The summer after I was forced to resign from Heart Butte, the Methodist organist rented me his tiny yellow "mother-in-law" house behind his photography studio, separated by a hedge of caraghanas so old that the trunks were as thick as my wrists. In the wind at night they knocked together like warriors' staves and on the long hot afternoons the pods dried and exploded open, making soft fusillades of tiny dry peas against my screen door. I kept the screen door hooked. I was just down the hill from the School District #9 administration building.
First thing in the morning, against the stone retaining wall behind my little house, old men would gather to welcome the sun. They sounded like birds out there, telling stories and laughing. I would stand at the window with my cup of coffee, trying to overhear. Sometimes they spoke, Apikunipuyi.
In the middle of the day middle-aged drunks came to sit under my shady hedge and share Big Bear Bear, fortified malt liquor in quarts. Around lunch time younger men, just out of high school, would come with fast food in sacks to eat and hoot at the high school girls going downtown on lunch break. Cars would speed in and out and dust would settle on my rooms.

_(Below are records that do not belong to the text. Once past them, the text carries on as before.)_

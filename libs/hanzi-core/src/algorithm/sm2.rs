//! SM-2 style scheduler for pass/fail grading.
//!
//! Two fixed bootstrap intervals, then exponential growth scaled by a
//! per-card ease that moves with recent performance.

use super::{SchedulingResult, SpacedRepetitionAlgorithm};
use crate::types::{ReviewState, INITIAL_EASE, MIN_EASE};
use chrono::{DateTime, Duration, Utc};

/// SM-2 algorithm with configurable parameters.
#[derive(Debug, Clone)]
pub struct Sm2 {
    pub initial_ease: f64,
    pub minimum_ease: f64,
    /// Ease has no ceiling unless this is set.
    pub maximum_ease: Option<f64>,
    pub ease_penalty: f64,
    pub ease_bonus: f64,
    pub first_interval: u32,
    pub second_interval: u32,
    pub lapse_interval: u32,
    /// Keeps due dates representable.
    pub maximum_interval: u32,
}

impl Default for Sm2 {
    fn default() -> Self {
        Self {
            initial_ease: INITIAL_EASE,
            minimum_ease: MIN_EASE,
            maximum_ease: None,
            ease_penalty: 0.2,
            ease_bonus: 0.1,
            first_interval: 1,
            second_interval: 6,
            lapse_interval: 1,
            maximum_interval: 36_500,
        }
    }
}

impl SpacedRepetitionAlgorithm for Sm2 {
    fn name(&self) -> &'static str {
        "sm2"
    }

    fn initial_state(&self, now: DateTime<Utc>) -> ReviewState {
        ReviewState {
            interval: 0,
            repetition: 0,
            ease: self.initial_ease,
            next_review: now,
        }
    }

    fn schedule(&self, state: &ReviewState, passed: bool, now: DateTime<Utc>) -> SchedulingResult {
        let (interval, repetition, ease) = if passed {
            self.schedule_pass(state)
        } else {
            self.schedule_fail(state)
        };

        let next_due = now + Duration::days(i64::from(interval));

        SchedulingResult {
            new_state: ReviewState {
                interval,
                repetition,
                ease,
                next_review: next_due,
            },
            next_due,
        }
    }
}

impl Sm2 {
    fn schedule_fail(&self, state: &ReviewState) -> (u32, u32, f64) {
        let ease = (state.ease - self.ease_penalty).max(self.minimum_ease);
        (self.lapse_interval, 0, ease)
    }

    fn schedule_pass(&self, state: &ReviewState) -> (u32, u32, f64) {
        let interval = match state.repetition {
            0 => self.first_interval,
            1 => self.second_interval,
            _ => (f64::from(state.interval) * state.ease).round() as u32,
        }
        .min(self.maximum_interval);
        let mut ease = (state.ease + self.ease_bonus).max(self.minimum_ease);
        if let Some(max) = self.maximum_ease {
            ease = ease.min(max.max(self.minimum_ease));
        }
        (interval, state.repetition.saturating_add(1), ease)
    }
}
//! Answer evaluation with a human override.
//!
//! Exact and phonetic matching decide most answers. When neither accepts,
//! the learner hears their answer next to a model answer and is asked
//! whether they were right anyway; a "yes" passes the answer and records it
//! as a false negative on the card.

use crate::speech::{ask_yes_no, say, Listener, SpeechOut};
use hanzi_core::{
    correct_sets, is_skip, AnswerChecker, Assessment, Catalogue, Correction, MatchKind, SpanMatch,
    Verdict,
};
use std::time::Duration;

/// Result of evaluating one spoken answer.
#[derive(Debug, Clone, PartialEq)]
pub enum Evaluation {
    /// The learner asked to skip; nothing was graded.
    Skipped,
    Graded(Verdict),
}

impl Evaluation {
    /// Whether the card leaves the current batch.
    pub fn removes_from_batch(&self) -> bool {
        match self {
            Self::Skipped => true,
            Self::Graded(verdict) => verdict.passed,
        }
    }
}

/// Evaluates spoken answers against the catalogue.
#[derive(Debug)]
pub struct Evaluator {
    checker: AnswerChecker,
    confirm_timeout: Duration,
}

impl Evaluator {
    pub fn new(confirm_timeout: Duration) -> Self {
        Self {
            checker: AnswerChecker::new(),
            confirm_timeout,
        }
    }

    /// Evaluate `spoken` as an answer for the card `key`.
    ///
    /// Writes only the card's session flags: `skipped` on a skip, and the
    /// false-negative pair, which is cleared first so it reflects this
    /// attempt alone.
    pub async fn evaluate(
        &self,
        catalogue: &mut Catalogue,
        key: &str,
        spoken: &[String],
        voice: &mut dyn SpeechOut,
        listener: &mut Listener,
    ) -> Evaluation {
        if !catalogue.contains(key) {
            tracing::warn!("Card {} is not in the catalogue", key);
            return Evaluation::Graded(Verdict::fail(MatchKind::NoCandidates));
        }

        if is_skip(spoken) {
            if let Some(card) = catalogue.get_mut(key) {
                card.skipped = true;
            }
            tracing::info!("Skipped {}", key);
            return Evaluation::Skipped;
        }

        if let Some(card) = catalogue.get_mut(key) {
            card.is_false_negative = false;
            card.false_negative_answer.clear();
        }

        let (glyph, candidates) = {
            let shared: &Catalogue = catalogue;
            shared
                .get(key)
                .map(|card| (card.hanzi.clone(), correct_sets(card, shared)))
                .unwrap_or_default()
        };

        let model_answer = match self.checker.assess_candidates(candidates, spoken) {
            Assessment::Exact { matches, .. } => {
                return accept(voice, key, MatchKind::Exact, &matches).await;
            }
            Assessment::Phonetic { matches, .. } => {
                return accept(voice, key, MatchKind::Phonetic, &matches).await;
            }
            Assessment::NoCandidates => {
                tracing::warn!("Card {} has no acceptable answers; counting as a fail", key);
                return Evaluation::Graded(Verdict::fail(MatchKind::NoCandidates));
            }
            Assessment::Unmatched { model_answer } => model_answer,
        };

        tracing::info!(
            "\"{}\" is incorrect for {} ({}). The correct answer is: {}",
            spoken.join(" "),
            key,
            glyph,
            model_answer.join(" ")
        );

        let prompt = format!(
            "You said: {}. The correct answer is: {}. Were you correct?",
            spoken.join(", "),
            model_answer.join(", and ")
        );
        if !ask_yes_no(voice, listener, &prompt, self.confirm_timeout).await {
            return Evaluation::Graded(Verdict::fail(MatchKind::Rejected));
        }

        tracing::info!("Learner confirmed \"{}\" for {}", spoken.join(" "), key);
        if let Some(card) = catalogue.get_mut(key) {
            card.is_false_negative = true;
            card.false_negative_answer = spoken.to_vec();
        }
        Evaluation::Graded(Verdict {
            passed: true,
            kind: MatchKind::Confirmed,
            correction: Some(Correction {
                spoken: spoken.to_vec(),
            }),
        })
    }
}

async fn accept(
    voice: &mut dyn SpeechOut,
    key: &str,
    kind: MatchKind,
    matches: &[SpanMatch],
) -> Evaluation {
    for m in matches {
        tracing::debug!("{}: heard \"{}\" as {}", key, m.spoken, m.target);
    }
    tracing::info!("Accepted answer for {} ({:?} match)", key, kind);
    say(voice, "Correct!").await;
    Evaluation::Graded(Verdict::pass(kind))
}
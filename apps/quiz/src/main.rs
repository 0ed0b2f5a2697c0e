#[tokio::main]
async fn main() -> anyhow::Result<()> {
    hanzi_quiz::run().await
}
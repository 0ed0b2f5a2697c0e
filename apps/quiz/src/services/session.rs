//! Quiz session loop.
//!
//! A session owns the catalogue and every collaborator for its whole run.
//! One question is in flight at a time: a card is picked, heard, evaluated
//! and scheduled before the next card is picked.

use crate::error::{Result, SessionError};
use crate::services::evaluator::{Evaluation, Evaluator};
use crate::services::store::CardStore;
use crate::speech::{ask_yes_no, say, Listener, SpeechError, SpeechIn, SpeechOut};
use chrono::Utc;
use hanzi_core::algorithm::sm2::Sm2;
use hanzi_core::{
    schedule_card, split_transcript, Catalogue, QuizSettings, QuizStatus,
    SpacedRepetitionAlgorithm,
};
use rand::rngs::StdRng;
use rand::{Rng, SeedableRng};
use serde::Serialize;
use std::time::Duration;
use tracing::Instrument;
use uuid::Uuid;

/// External collaborators a session talks to.
pub struct Collaborators {
    pub voice: Box<dyn SpeechOut>,
    pub ears: Box<dyn SpeechIn>,
    pub store: Box<dyn CardStore>,
}

/// Counts reported when a session ends.
#[derive(Debug, Clone, Default, PartialEq, Eq, Serialize)]
pub struct SessionSummary {
    pub batches: usize,
    pub graded: usize,
    pub passed: usize,
    pub failed: usize,
    pub skipped: usize,
    pub false_negatives: usize,
    pub abandoned: usize,
    pub save_failures: usize,
    /// Speech input closed or failed before the last batch finished.
    pub stopped_early: bool,
}

enum Question {
    Answered(Evaluation),
    Abandoned,
    InputClosed,
}

#[derive(Debug, PartialEq, Eq)]
enum BatchEnd {
    Completed,
    InputClosed,
}

/// A quiz session over one catalogue.
pub struct Session {
    catalogue: Catalogue,
    settings: QuizSettings,
    scheduler: Box<dyn SpacedRepetitionAlgorithm>,
    evaluator: Evaluator,
    voice: Box<dyn SpeechOut>,
    listener: Listener,
    store: Box<dyn CardStore>,
    rng: StdRng,
    dirty: Vec<String>,
    listen_failures: u32,
    summary: SessionSummary,
}

impl Session {
    pub fn new(catalogue: Catalogue, collaborators: Collaborators, settings: QuizSettings) -> Self {
        let evaluator = Evaluator::new(Duration::from_millis(settings.confirm_timeout_ms));
        Self {
            catalogue,
            settings,
            scheduler: Box::new(Sm2::default()),
            evaluator,
            voice: collaborators.voice,
            listener: Listener::new(collaborators.ears),
            store: collaborators.store,
            rng: StdRng::from_entropy(),
            dirty: Vec::new(),
            listen_failures: 0,
            summary: SessionSummary::default(),
        }
    }

    /// Load the catalogue from the collaborators' store and build a session.
    pub async fn load(mut collaborators: Collaborators, settings: QuizSettings) -> Result<Self> {
        let catalogue = collaborators.store.load_catalogue().await?;
        Ok(Self::new(catalogue, collaborators, settings))
    }

    pub fn with_scheduler(mut self, scheduler: Box<dyn SpacedRepetitionAlgorithm>) -> Self {
        self.scheduler = scheduler;
        self
    }

    pub fn with_rng(mut self, rng: StdRng) -> Self {
        self.rng = rng;
        self
    }

    pub fn catalogue(&self) -> &Catalogue {
        &self.catalogue
    }

    /// Keys changed since the last successful save.
    pub fn dirty_keys(&self) -> &[String] {
        &self.dirty
    }

    /// Counts so far; complete once `run` has returned, even with an error.
    pub fn summary(&self) -> &SessionSummary {
        &self.summary
    }

    /// Run batches until none are left or the learner stops.
    pub async fn run(&mut self) -> Result<SessionSummary> {
        let span = tracing::info_span!("session", id = %Uuid::new_v4());
        self.run_batches().instrument(span).await
    }

    async fn run_batches(&mut self) -> Result<SessionSummary> {
        // Session flags of unsaved cards must survive until they are written.
        self.catalogue.reset_transient();
        loop {
            self.catalogue.refresh_due(Utc::now());

            let remaining = self.catalogue.eligible_keys(self.settings.min_components);
            if remaining.is_empty() {
                tracing::info!("No cards are due");
                break;
            }

            let batch: Vec<String> = remaining
                .iter()
                .take(self.settings.batch_size)
                .cloned()
                .collect();
            self.summary.batches += 1;
            tracing::info!(
                "Starting batch {} with {} of {} due cards",
                self.summary.batches,
                batch.len(),
                remaining.len()
            );

            let end = match self.run_batch(batch).await {
                Ok(end) => end,
                Err(err) => {
                    tracing::error!("Stopping session: {}", err);
                    self.stop_early().await;
                    say(self.voice.as_mut(), "Quiz complete!").await;
                    return Err(err);
                }
            };
            if end == BatchEnd::InputClosed {
                tracing::info!("Speech input closed; saving and stopping");
                self.stop_early().await;
                break;
            }

            say(self.voice.as_mut(), "Batch complete!").await;
            self.finish_batch().await;

            if remaining.len() <= self.settings.batch_size {
                break;
            }
            let limit = Duration::from_millis(self.settings.continue_timeout_ms);
            let next = ask_yes_no(
                self.voice.as_mut(),
                &mut self.listener,
                "Do you want to continue with the next batch?",
                limit,
            )
            .await;
            if !next {
                break;
            }
        }

        say(self.voice.as_mut(), "Quiz complete!").await;
        tracing::info!(summary = ?self.summary, "Session finished");
        Ok(self.summary.clone())
    }

    async fn run_batch(&mut self, mut batch: Vec<String>) -> Result<BatchEnd> {
        while !batch.is_empty() {
            let index = self.rng.gen_range(0..batch.len());
            let key = batch[index].clone();

            let evaluation = match self.ask_question(&key).await? {
                Question::Answered(evaluation) => evaluation,
                Question::Abandoned => {
                    self.summary.abandoned += 1;
                    continue;
                }
                Question::InputClosed => return Ok(BatchEnd::InputClosed),
            };

            self.record(&key, &evaluation);
            if evaluation.removes_from_batch() {
                batch.swap_remove(index);
            }
        }
        Ok(BatchEnd::Completed)
    }

    /// Grade and count one evaluated answer. Skips are not graded.
    fn record(&mut self, key: &str, evaluation: &Evaluation) {
        match evaluation {
            Evaluation::Skipped => self.summary.skipped += 1,
            Evaluation::Graded(verdict) => {
                if let Some(card) = self.catalogue.get_mut(key) {
                    let next_due =
                        schedule_card(self.scheduler.as_ref(), card, verdict.passed, Utc::now());
                    tracing::debug!(
                        "{} next due {} (interval {}, ease {:.2})",
                        key,
                        next_due.to_rfc3339(),
                        card.review.interval,
                        card.review.ease
                    );
                }
                self.summary.graded += 1;
                if verdict.passed {
                    self.summary.passed += 1;
                } else {
                    self.summary.failed += 1;
                }
                if verdict.correction.is_some() {
                    self.summary.false_negatives += 1;
                }
            }
        }
        self.mark_dirty(key);
    }

    async fn ask_question(&mut self, key: &str) -> Result<Question> {
        say(
            self.voice.as_mut(),
            &format!("What are the components of '{key}'?"),
        )
        .await;

        loop {
            match self.listener.listen().await {
                Ok(transcript) => {
                    self.listen_failures = 0;
                    let words = split_transcript(&transcript);
                    if words.is_empty() {
                        tracing::debug!("Empty transcript; listening again");
                        continue;
                    }
                    tracing::info!("Heard \"{}\" for {}", transcript.trim(), key);
                    let evaluation = self
                        .evaluator
                        .evaluate(
                            &mut self.catalogue,
                            key,
                            &words,
                            self.voice.as_mut(),
                            &mut self.listener,
                        )
                        .await;
                    return Ok(Question::Answered(evaluation));
                }
                Err(SpeechError::Closed) => return Ok(Question::InputClosed),
                Err(err) => {
                    self.listen_failures += 1;
                    tracing::warn!("Could not listen for {}: {}", key, err);
                    if self.listen_failures >= self.settings.max_listen_failures {
                        return Err(SessionError::ListenerUnavailable {
                            attempts: self.listen_failures,
                            source: err,
                        });
                    }
                    return Ok(Question::Abandoned);
                }
            }
        }
    }

    async fn stop_early(&mut self) {
        self.summary.stopped_early = true;
        self.save_changes().await;
    }

    fn mark_dirty(&mut self, key: &str) {
        if !self.dirty.iter().any(|k| k == key) {
            self.dirty.push(key.to_string());
        }
    }

    async fn finish_batch(&mut self) {
        let status = QuizStatus::completed_on(Utc::now());
        if let Err(e) = self.store.save_quiz_status(&status).await {
            tracing::error!("Error saving quiz status: {}", e);
        }

        if self.save_changes().await {
            tracing::info!("Changes saved successfully");
            say(self.voice.as_mut(), "Data saved!").await;
        }
    }

    /// Save every dirty card once. Keys that fail stay dirty.
    async fn save_changes(&mut self) -> bool {
        let mut failed = Vec::new();
        for key in std::mem::take(&mut self.dirty) {
            let Some(card) = self.catalogue.get(&key) else {
                continue;
            };
            if let Err(e) = self.store.save_card(&key, card).await {
                tracing::error!("Error saving card {}: {}", key, e);
                self.summary.save_failures += 1;
                failed.push(key);
            }
        }
        let saved = failed.is_empty();
        self.dirty = failed;
        saved
    }
}
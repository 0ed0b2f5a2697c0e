//! Common test utilities and fixtures for integration tests.
//!
//! This module provides shared test infrastructure including:
//! - Scripted speech input and recorded speech output
//! - An in-memory card store that can be told to fail
//! - TestContext wiring them into a session
//! - Card fixtures

pub mod fixtures;

use std::collections::VecDeque;
use std::sync::{Arc, Mutex};

use async_trait::async_trait;
use rand::rngs::StdRng;
use rand::SeedableRng;

use hanzi_core::{Catalogue, CharacterCard, QuizSettings, QuizStatus};
use hanzi_quiz::services::{CardStore, Collaborators, Session, StoreError};
use hanzi_quiz::speech::{Listener, SpeechError, SpeechIn, SpeechOut};

/// One scripted reply from the learner.
#[derive(Debug, Clone)]
pub enum Heard {
    Say(String),
    /// Never answers; only safe where the listen has a time limit.
    Silence,
    Fail,
    Closed,
}

pub fn say(text: &str) -> Heard {
    Heard::Say(text.to_string())
}

/// Speech input that plays back a script; an empty script is closed input.
#[derive(Clone, Default)]
pub struct ScriptedEars {
    script: Arc<Mutex<VecDeque<Heard>>>,
}

impl ScriptedEars {
    pub fn new(script: impl IntoIterator<Item = Heard>) -> Self {
        Self {
            script: Arc::new(Mutex::new(script.into_iter().collect())),
        }
    }

    pub fn remaining(&self) -> usize {
        self.script.lock().unwrap().len()
    }
}

#[async_trait]
impl SpeechIn for ScriptedEars {
    async fn listen(&mut self) -> Result<String, SpeechError> {
        let next = self.script.lock().unwrap().pop_front();
        match next {
            Some(Heard::Say(text)) => Ok(text),
            Some(Heard::Silence) => std::future::pending().await,
            Some(Heard::Fail) => Err(SpeechError::Unavailable("microphone busy".to_string())),
            Some(Heard::Closed) | None => Err(SpeechError::Closed),
        }
    }
}

/// Speech output that records every utterance.
#[derive(Clone, Default)]
pub struct RecordingVoice {
    spoken: Arc<Mutex<Vec<String>>>,
}

impl RecordingVoice {
    pub fn spoken(&self) -> Vec<String> {
        self.spoken.lock().unwrap().clone()
    }

    pub fn count(&self, text: &str) -> usize {
        self.spoken().iter().filter(|s| s.as_str() == text).count()
    }
}

#[async_trait]
impl SpeechOut for RecordingVoice {
    async fn speak(&mut self, text: &str) -> Result<(), SpeechError> {
        self.spoken.lock().unwrap().push(text.to_string());
        Ok(())
    }
}

#[derive(Default)]
pub struct StoreState {
    pub catalogue: Catalogue,
    pub saved: Vec<(String, CharacterCard)>,
    pub statuses: Vec<QuizStatus>,
    pub fail_saves: bool,
    /// Card saves still to fail before saving works again.
    pub card_failures_left: usize,
}

/// In-memory card store.
#[derive(Clone, Default)]
pub struct MemoryStore {
    pub state: Arc<Mutex<StoreState>>,
}

impl MemoryStore {
    pub fn with_catalogue(catalogue: Catalogue) -> Self {
        let store = Self::default();
        store.state.lock().unwrap().catalogue = catalogue;
        store
    }

    pub fn failing() -> Self {
        let store = Self::default();
        store.state.lock().unwrap().fail_saves = true;
        store
    }

    /// A store whose first `count` card saves fail.
    pub fn failing_first(count: usize) -> Self {
        let store = Self::default();
        store.state.lock().unwrap().card_failures_left = count;
        store
    }

    pub fn saved_keys(&self) -> Vec<String> {
        let state = self.state.lock().unwrap();
        state.saved.iter().map(|(key, _)| key.clone()).collect()
    }

    pub fn last_saved(&self, key: &str) -> Option<CharacterCard> {
        let state = self.state.lock().unwrap();
        state
            .saved
            .iter()
            .rev()
            .find(|(k, _)| k == key)
            .map(|(_, card)| card.clone())
    }

    pub fn saved_records(&self) -> Vec<CharacterCard> {
        let state = self.state.lock().unwrap();
        state.saved.iter().map(|(_, card)| card.clone()).collect()
    }

    pub fn status_count(&self) -> usize {
        self.state.lock().unwrap().statuses.len()
    }
}

fn write_failure() -> StoreError {
    StoreError::Io {
        path: "memory".into(),
        source: std::io::Error::new(std::io::ErrorKind::PermissionDenied, "read-only"),
    }
}

#[async_trait]
impl CardStore for MemoryStore {
    async fn load_catalogue(&mut self) -> Result<Catalogue, StoreError> {
        Ok(self.state.lock().unwrap().catalogue.clone())
    }

    async fn save_card(&mut self, key: &str, card: &CharacterCard) -> Result<(), StoreError> {
        let mut state = self.state.lock().unwrap();
        if state.fail_saves {
            return Err(write_failure());
        }
        if state.card_failures_left > 0 {
            state.card_failures_left -= 1;
            return Err(write_failure());
        }
        state.saved.push((key.to_string(), card.clone()));
        Ok(())
    }

    async fn save_quiz_status(&mut self, status: &QuizStatus) -> Result<(), StoreError> {
        let mut state = self.state.lock().unwrap();
        if state.fail_saves {
            return Err(write_failure());
        }
        state.statuses.push(status.clone());
        Ok(())
    }
}

/// Test context holding handles to every fake a session talks to.
pub struct TestContext {
    pub voice: RecordingVoice,
    pub ears: ScriptedEars,
    pub store: MemoryStore,
}

impl TestContext {
    pub fn new(script: impl IntoIterator<Item = Heard>) -> Self {
        Self::with_store(script, MemoryStore::default())
    }

    pub fn with_store(script: impl IntoIterator<Item = Heard>, store: MemoryStore) -> Self {
        Self {
            voice: RecordingVoice::default(),
            ears: ScriptedEars::new(script),
            store,
        }
    }

    pub fn collaborators(&self) -> Collaborators {
        Collaborators {
            voice: Box::new(self.voice.clone()),
            ears: Box::new(self.ears.clone()),
            store: Box::new(self.store.clone()),
        }
    }

    /// A listener over the scripted ears, for driving the evaluator directly.
    pub fn listener(&self) -> Listener {
        Listener::new(Box::new(self.ears.clone()))
    }

    /// A session with a fixed random seed.
    pub fn session(&self, catalogue: Catalogue, settings: QuizSettings) -> Session {
        Session::new(catalogue, self.collaborators(), settings).with_rng(StdRng::seed_from_u64(7))
    }
}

Late at night when things had quieted down, a very few older men came to the empty lot next door. They sat at the foot of a big security light pole and "sang Indian," sometimes keeping the beat on a log with sticks. They were my lullaby.
One night at the end of summer, after even the singers had gone and dawn getting close, I woke up and looked out the window. One man was sitting out there, silhouetted against the white stucco hardware store across the street. He was just sitting and gazing, as though he were on empty prairie, one knee drawn up and his arm out straight resting on it. He was autochthonous, indigenous, of the place, the land, and many long times running into each other-- always going on. It was easy to imagine him long ago, relaxed in some high place, watching for a vision or perhaps just watching, wondering if there ever might be a time of no more buffalo.
One of Darrell's recent letters began with quotes from Emerson:
"Everything teaches transition, transference, metamorphosis; therein is human power." "We dive and reappear in new places."
The little yellow house where I stayed belongs to Blackfeet owners now. It is occupied by a young mother and her child. Next door, where the photography studio once housed the negatives of portraits of old-time Blackfeet, the Piegan Institute has a workroom, a think tank. Dorothy Still Smoking works on her Ph.D. upstairs. I wonder if the men drinking in the caraghanas ever look up at her window. I wonder if she ever sees that lone dreamer just before dawn.